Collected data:
○ ○ ○ ○ ○ ○ ○

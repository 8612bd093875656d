//! Holdings data models
//!
//! The serialized field names (`Code`, `Type`, `Cost`, `Shares`, `Note`) are
//! the storage contract for the holdings file and must not change.

use serde::{Deserialize, Serialize};

/// Risk category of a position
#[derive(Debug, Clone, Copy, PartialEq, Eq, Serialize, Deserialize)]
pub enum PositionKind {
    Defensive,
    Aggressive,
}

/// One holding, owned by the caller; the core only reads it
#[derive(Debug, Clone, PartialEq, Serialize, Deserialize)]
pub struct Position {
    #[serde(rename = "Code")]
    pub code: String,
    #[serde(rename = "Type")]
    pub kind: PositionKind,
    #[serde(rename = "Cost")]
    pub cost: f64,
    #[serde(rename = "Shares")]
    pub shares: f64,
    #[serde(rename = "Note", default)]
    pub note: String,
}

impl Position {
    pub fn new(code: &str, kind: PositionKind, cost: f64, shares: f64) -> Self {
        Self {
            code: code.to_uppercase(),
            kind,
            cost,
            shares,
            note: String::new(),
        }
    }
}

/// Explicit application state holding the current positions
///
/// Passed by reference into evaluator calls; there is no ambient session
/// state anywhere in the crate.
#[derive(Debug, Clone, Default)]
pub struct Portfolio {
    positions: Vec<Position>,
}

impl Portfolio {
    pub fn new(positions: Vec<Position>) -> Self {
        Self { positions }
    }

    pub fn positions(&self) -> &[Position] {
        &self.positions
    }

    pub fn is_empty(&self) -> bool {
        self.positions.is_empty()
    }

    /// Register a new lot. Repeated codes are kept as separate lots.
    pub fn add(&mut self, position: Position) {
        self.positions.push(position);
    }

    /// Remove the lot at `index`, if present
    pub fn remove(&mut self, index: usize) -> Option<Position> {
        if index < self.positions.len() {
            Some(self.positions.remove(index))
        } else {
            None
        }
    }
}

○ ○ ○ ○ ○ ○ ○

→ Your goal: The response should contain only a verbatim copy of the lines from the line with "self.positions.is_empty()" to the final line of the records.

→ Answer box:
        self.positions.is_empty()
    }

    /// Register a new lot. Repeated codes are kept as separate lots.
    pub fn add(&mut self, position: Position) {
        self.positions.push(position);
    }

    /// Remove the lot at `index`, if present
    pub fn remove(&mut self, index: usize) -> Option<Position> {
        if index < self.positions.len() {
            Some(self.positions.remove(index))
        } else {
            None
        }
    }
}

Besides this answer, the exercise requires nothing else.